Petaflop Supercomputer: What Big Questions Will it Solve?

Thanks to a big OOPS, the world is now privy to pretty specific info on the IBM-National Science Foundation deal–the one where the NSF grants IBM the right to build the world’s biggest supercomputer. Well, IBM currently holds the record with its Blue Gene/L. The next-gen super-duper will apparently take over with the larger (read “more important/costly”) condundrums of the moment. Already, according to a NYT article, there’s a line at this oracle’s gate. Magic 8-Ball….

Perhaps….Not Likely…..Ask Again Later……

BTW: define: petaflop-“one thousand trillion mathematical operations a second.” NYT, IBM Near Supercomputer Contract

Next Wave: Natural Language Search–Alternative to Keyword Centric Search Engines

What if what we’ve come to know as search were supplanted with an alternative? You’d still enter words to conjure the cyber world to commence search, but maybe it would ask for more natural language structures. Powerset, and others that have engaged in semantic web search, are on the leading edge of–hopefully–transforming search processes to a more “natural language processing.”

Google delivers search engine results pages (SERPS) when keywords and/or key phrases are entered into the query field. This manner of search is fast becoming second nature. We, humans, have progressed from one-word, monosyllabic keywords–when flexible and widely available search engines appeared, less than a decade ago–to multi-word, keyphrases choreographed to elicit an imagined search engine response. I enter a phrase that I have learned will likely be “understood” and acceptable to the cyber search forces, but is it natural and intuitive language?

This is not the first time semantic search has been trialed, but Powerset’s efforts are focused much more seriously–less marketing scuttlebutt and more academic vigor.

Might we have trouble breaking with our keyword habit, though? Just when you think you’ve conquered the keyword challenges, launched a keyword-inspired ad campaign through the now ubiquitous AdWords, our language will once again deconstruct.
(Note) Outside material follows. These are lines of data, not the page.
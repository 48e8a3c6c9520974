//! Search box, sort, page size and artist filter

use crate::components::icons::{SearchIcon, XIcon};
use crate::components::{
    Button, ButtonSize, ButtonVariant, SelectChoice, SelectField, TextInput, TextInputSize,
};
use beets_core::config::PAGE_SIZE_OPTIONS;
use beets_core::SortKey;
use dioxus::prelude::*;

#[component]
pub fn LibraryToolbar(
    search_value: String,
    on_search_input: EventHandler<String>,
    on_search_submit: EventHandler<()>,
    show_clear: bool,
    on_clear: EventHandler<()>,
    loading: bool,
    sort: SortKey,
    on_sort_change: EventHandler<SortKey>,
    page_size: u32,
    on_page_size_change: EventHandler<u32>,
    artists: Vec<String>,
    selected_artist: String,
    on_artist_change: EventHandler<String>,
    /// Bumped whenever a listing request settles
    revision: u64,
) -> Element {
    // The native select keeps whatever the user picked; re-keying it makes
    // it show the artist the listing actually has.
    let mut ignored_picks = use_signal(|| 0u32);
    let artist_key = artist_select_key(&selected_artist, revision, ignored_picks());

    let sort_choices: Vec<SelectChoice> = SortKey::ALL
        .iter()
        .map(|key| SelectChoice::new(key.as_str(), format!("Sort: {}", key.label())))
        .collect();
    let size_choices: Vec<SelectChoice> = PAGE_SIZE_OPTIONS
        .iter()
        .map(|size| SelectChoice::new(size.to_string(), format!("{} per page", size)))
        .collect();
    let artist_choices: Vec<SelectChoice> = artists
        .iter()
        .map(|artist| SelectChoice::new(artist.clone(), artist.clone()))
        .collect();

    rsx! {
        div { class: "flex flex-wrap items-center gap-3",
            div { class: "flex items-center gap-2 flex-1 min-w-[16rem]",
                TextInput {
                    value: search_value,
                    on_input: on_search_input,
                    on_submit: Some(on_search_submit),
                    size: TextInputSize::Small,
                    placeholder: Some("Search library (beets query syntax)"),
                }
                Button {
                    variant: ButtonVariant::Primary,
                    size: ButtonSize::Small,
                    disabled: loading,
                    onclick: move |_| on_search_submit.call(()),
                    SearchIcon { class: "w-4 h-4" }
                    "Search"
                }
                if show_clear {
                    Button {
                        variant: ButtonVariant::Secondary,
                        size: ButtonSize::Small,
                        disabled: loading,
                        onclick: move |_| on_clear.call(()),
                        XIcon { class: "w-4 h-4" }
                        "Clear"
                    }
                }
            }
            SelectField {
                key: "{artist_key}",
                value: selected_artist,
                choices: artist_choices,
                placeholder: Some("All artists".to_string()),
                disabled: loading,
                aria_label: Some("Filter by artist".to_string()),
                onchange: move |artist: String| {
                    if artist.trim().is_empty() {
                        ignored_picks += 1;
                    } else {
                        on_artist_change.call(artist);
                    }
                },
            }
            SelectField {
                value: sort.as_str().to_string(),
                choices: sort_choices,
                disabled: loading,
                aria_label: Some("Sort by".to_string()),
                onchange: move |value: String| {
                    if let Some(key) = SortKey::parse(&value) {
                        on_sort_change.call(key);
                    }
                },
            }
            SelectField {
                value: page_size.to_string(),
                choices: size_choices,
                disabled: loading,
                aria_label: Some("Items per page".to_string()),
                onchange: move |value: String| {
                    if let Ok(size) = value.parse::<u32>() {
                        on_page_size_change.call(size);
                    }
                },
            }
        }
    }
}

fn artist_select_key(selected: &str, revision: u64, ignored_picks: u32) -> String {
    format!("{}-{}-{}", selected, revision, ignored_picks)
}
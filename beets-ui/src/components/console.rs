//! Command console and import form

use std::sync::atomic::{AtomicU64, Ordering};

use crate::components::icons::{FolderIcon, TerminalIcon, XIcon};
use crate::components::{
    Button, ButtonSize, ButtonVariant, SelectChoice, SelectField, TextInput, TextInputSize,
};
use beets_core::runner::{TranscriptRunner, COMMON_COMMANDS};
use dioxus::prelude::*;

static TRANSCRIPT_ID_COUNTER: AtomicU64 = AtomicU64::new(0);

/// Keep the newest output in view.
fn scroll_to_bottom(element_id: &str) {
    if let Some(element) = web_sys_x::window()
        .and_then(|w| w.document())
        .and_then(|d| d.get_element_by_id(element_id))
    {
        element.set_scroll_top(element.scroll_height());
    }
}

/// Monospace output pane. Scrolls to the bottom whenever the runner's
/// transcript changes.
#[component]
pub fn TranscriptView(state: ReadStore<TranscriptRunner>) -> Element {
    let element_id = use_hook(|| {
        format!(
            "transcript-{}",
            TRANSCRIPT_ID_COUNTER.fetch_add(1, Ordering::Relaxed)
        )
    });

    use_effect({
        let element_id = element_id.clone();
        move || {
            // Subscribe to transcript changes.
            let _ = state.read().transcript().as_str().len();
            scroll_to_bottom(&element_id);
        }
    });

    let text = state.read().transcript().as_str().to_string();

    rsx! {
        pre {
            id: "{element_id}",
            class: "bg-gray-950 text-gray-200 font-mono text-sm rounded-lg border border-gray-800 p-4 h-96 overflow-y-auto whitespace-pre-wrap",
            "{text}"
        }
    }
}

#[component]
pub fn CommandConsoleView(
    state: ReadStore<TranscriptRunner>,
    command_value: String,
    on_command_input: EventHandler<String>,
    on_execute: EventHandler<()>,
    on_clear: EventHandler<()>,
) -> Element {
    let running = state.read().is_running();
    let presets: Vec<SelectChoice> = COMMON_COMMANDS
        .iter()
        .map(|preset| {
            SelectChoice::new(
                preset.command,
                format!("{} ({})", preset.label, preset.command),
            )
        })
        .collect();

    rsx! {
        div { class: "container mx-auto px-6 py-8 flex flex-col gap-4",
            h1 { class: "text-2xl font-bold text-white flex items-center gap-2",
                TerminalIcon { class: "w-6 h-6" }
                "Command Console"
            }
            SelectField {
                value: String::new(),
                choices: presets,
                placeholder: Some("Select a common command...".to_string()),
                disabled: running,
                aria_label: Some("Common commands".to_string()),
                onchange: move |command: String| {
                    if !command.is_empty() {
                        on_command_input.call(command);
                    }
                },
            }
            div { class: "flex items-center gap-2",
                span { class: "font-mono text-gray-400", "beet" }
                TextInput {
                    value: command_value,
                    on_input: on_command_input,
                    on_submit: Some(on_execute),
                    size: TextInputSize::Medium,
                    placeholder: Some("list artist:Beatles"),
                    disabled: running,
                    monospace: true,
                }
                Button {
                    variant: ButtonVariant::Primary,
                    size: ButtonSize::Medium,
                    loading: running,
                    onclick: move |_| on_execute.call(()),
                    "Execute"
                }
                Button {
                    variant: ButtonVariant::Secondary,
                    size: ButtonSize::Medium,
                    onclick: move |_| on_clear.call(()),
                    XIcon { class: "w-4 h-4" }
                    "Clear Output"
                }
            }
            TranscriptView { state }
        }
    }
}

#[component]
pub fn ImportFormView(
    state: ReadStore<TranscriptRunner>,
    path_value: String,
    on_path_input: EventHandler<String>,
    on_import: EventHandler<()>,
    on_clear: EventHandler<()>,
) -> Element {
    let running = state.read().is_running();

    rsx! {
        div { class: "container mx-auto px-6 py-8 flex flex-col gap-4",
            h1 { class: "text-2xl font-bold text-white flex items-center gap-2",
                FolderIcon { class: "w-6 h-6" }
                "Import Music"
            }
            p { class: "text-sm text-gray-400",
                "Enter a directory on the server running beets. It is passed to "
                code { class: "font-mono", "beet import" }
                "."
            }
            div { class: "flex items-center gap-2",
                TextInput {
                    value: path_value,
                    on_input: on_path_input,
                    on_submit: Some(on_import),
                    size: TextInputSize::Medium,
                    placeholder: Some("/path/to/music"),
                    disabled: running,
                    monospace: true,
                }
                Button {
                    variant: ButtonVariant::Primary,
                    size: ButtonSize::Medium,
                    loading: running,
                    onclick: move |_| on_import.call(()),
                    "Import"
                }
                Button {
                    variant: ButtonVariant::Secondary,
                    size: ButtonSize::Medium,
                    onclick: move |_| on_clear.call(()),
                    "Clear Output"
                }
            }
            TranscriptView { state }
        }
    }
}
Is it too late to just go back to basic linguistic instinct? Can the recipe dish up the same opportunities as the current commoditized keyword-centric system?

The Next Big

next big   The next big, humongous, large, giant, monstrous, gigantic, monumental…

The current biggest thing around is really Google. But if you read anything about Google’s history, you quickly realize that the company that has come to revolutionize the way we find information on the internet, how we shop, and even think, was literally spawned from the doctoral work of a couple of computer geeks at Stanford. Add a bit of innovation, a heaping cup of hutzpah, and voila! A culture is ignited. However, given the idea that what is on top rarely stays on top, one has to wonder: what’s beyond Google? What academic is out there already ruminating on the how, where, and how much, of the next big search engine? Deep web search trawler?

I’m interested in trying to examine some of the ideas that may be percolating along the periphery of technological research. Right now, and thanks to innovators like Google, significant databases of scholarly papers–ie, Google Scholar–are available, as well as a wealth of information on dynamic sites, like blogs. This is what I’m up to with The Next Big Humongous…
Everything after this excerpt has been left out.